Google reportedly opened its coffers in 2021 and spilled a staggering $26.3 billion to maintain its coveted position as the default search engine on mobile phones and web browsers in a jaw-dropping display of benevolence. It's as if they decided to toss their change around for fun, but this large sum reveals more than just their desire to be the top dog in search; it's also the stuff of courtroom drama.

So, what's all the fuss about? The curtain was drawn back in a federal antitrust trial against Google, revealing this staggering expenditure. We're talking about a sum of money more significant than most countries' GDP! And why is this so? So, let us find out.

This colossal payout is like Google's VIP ticket into the world of web and mobile search. It's a fee to ensure that whenever you grab your smartphone or open your web browser, Google is there, front and center, ready to answer your burning questions. It's like a relentless butler who never gets tired of hearing you ask, "Hey Google, what's the weather like today?"

Don't get us wrong: Google didn't just hand this money to one lucky entity. They distribute the wealth, or more precisely, the payment, to their partners. Apple deserves a special mention because, let's face it, they'll be getting the lion's share of the $26.3 billion pie. Google pays them to keep a spare room available for their luggage.

But why is the US Department of Justice so agitated? They, along with a slew of state attorneys general, appear to believe Google is abusing its dominance in the world of general search. They argue that Google uses its dominance to ensure its rivals can't even get a whiff of the key distribution channels.

Now, $26.3 billion is not insignificant. It's the kind of money you'd expect to find in a Scrooge McDuck money pit, not as part of a contract to be the default search engine. But Google insists that they aren't forcing anyone to do anything. Users, they claim, can change their default search engine with a few clicks. "Hey, it's your choice, but wouldn't you rather Google it?" they seem to be saying.

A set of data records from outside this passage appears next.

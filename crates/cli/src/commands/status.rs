// SPDX-License-Identifier: BUSL-1.1
// Copyright (c) 2026 Alfred Jean LLC

//! `tigerflow status` - report pipeline liveness and progress.

use std::path::PathBuf;

use clap::Args;

use crate::exit_error::ExitError;
use tf_core::{PipelineProgress, Workspace};

#[derive(Debug, Args)]
pub struct StatusArgs {
    /// Pipeline output directory (must contain .tigerflow)
    pub output_dir: PathBuf,

    /// Output status in JSON format for machine consumption
    #[arg(long = "json")]
    pub output_json: bool,
}

pub fn status(args: StatusArgs) -> Result<i32, ExitError> {
    let ws = Workspace::new(&args.output_dir);

    if !args.output_dir.exists() {
        output_error("Output directory does not exist", args.output_json);
        return Ok(1);
    }
    if !ws.internal_dir().exists() {
        output_error("Not a valid pipeline directory (missing .tigerflow)", args.output_json);
        return Ok(1);
    }

    let pid = tf_core::read_pid_file(&ws.pid_file());
    let running = pid.is_some_and(tf_core::is_process_running);

    let progress = match PipelineProgress::scan(&args.output_dir) {
        Ok(progress) => progress,
        Err(e) => {
            output_error(&format!("Failed to read progress: {e}"), args.output_json);
            return Ok(1);
        }
    };

    if args.output_json {
        output_json(pid, running, &progress);
    } else {
        output_human(pid, running, &progress);
    }

    // 0 = running, 1 = not running.
    Ok(if running { 0 } else { 1 })
}

fn output_error(message: &str, json: bool) {
    if json {
        println!("{}", serde_json::json!({ "error": message }));
    } else {
        eprintln!("Error: {message}");
    }
}

fn output_json(pid: Option<i32>, running: bool, progress: &PipelineProgress) {
    let data = serde_json::json!({
        "pid": pid,
        "running": running,
        "staged": progress.staged.len(),
        "finished": progress.finished.len(),
        "failed": progress.failed_count(),
        "tasks": progress.tasks.iter().map(|task| {
            serde_json::json!({
                "name": task.name,
                "processed": task.processed.len(),
                "ongoing": task.ongoing.len(),
                "failed": task.failed.len(),
            })
        }).collect::<Vec<_>>(),
    });
    match serde_json::to_string_pretty(&data) {
        Ok(text) => println!("{text}"),
        Err(_) => println!("{data}"),
    }
}

fn output_human(pid: Option<i32>, running: bool, progress: &PipelineProgress) {
    match (running, pid) {
        (true, Some(pid)) => println!("Pipeline running (pid {pid})"),
        (false, Some(pid)) => println!("Pipeline stopped (stale pid {pid})"),
        _ => println!("Pipeline not running"),
    }
    println!();

    let total = progress.staged.len() + progress.finished.len();
    println!(
        "Files: {}/{} finished, {} failed",
        progress.finished.len(),
        total,
        progress.failed_count()
    );

    if progress.tasks.is_empty() {
        return;
    }
    println!();
    println!("{:<20} {:>10} {:>10} {:>10}", "Task", "Processed", "Ongoing", "Failed");
    for task in &progress.tasks {
        println!(
            "{:<20} {:>10} {:>10} {:>10}",
            task.name,
            task.processed.len(),
            task.ongoing.len(),
            task.failed.len()
        );
    }
}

The slide shown in court was titled "Google Search+ Margins." We don't know what sounds more like an exclusive club than that. This club's revenue in 2021 will be a staggering $146 billion! That's a substantial sum of money. But that's not all. They also had to spend a considerable $26 billion on what they call "traffic acquisition costs."

But here's the fun part – the slide takes us back to 2014 when Google was just a rookie in the big game, booking a mere $47 billion in revenue and paying out a meager $7.1 billion for default status. By 2021, Google's revenue from Search+ has more than tripled, while its costs have nearly quadrupled. It's a classic rags-to-riches story but with a lot more zeros.

While Google is open about its overall traffic acquisition costs, there is a catch. The figures also include the money Google pays network partners for the advertisements you see on their websites. So, Google is essentially like that friend who always insists on picking up the dinner tab even when you don't ask.

Now, we mentioned that the slide from the courtroom only referred to Search+ revenue. But Google's pocket change isn't just limited to search.

Despite the courtroom drama and jaw-dropping figures, Google has remained silent. No comments from Google; it's as if they're saving their words for more clicks. And what about Apple? They, too, are quick to share their thoughts. Perhaps they need to be more preoccupied with counting the billions pouring in.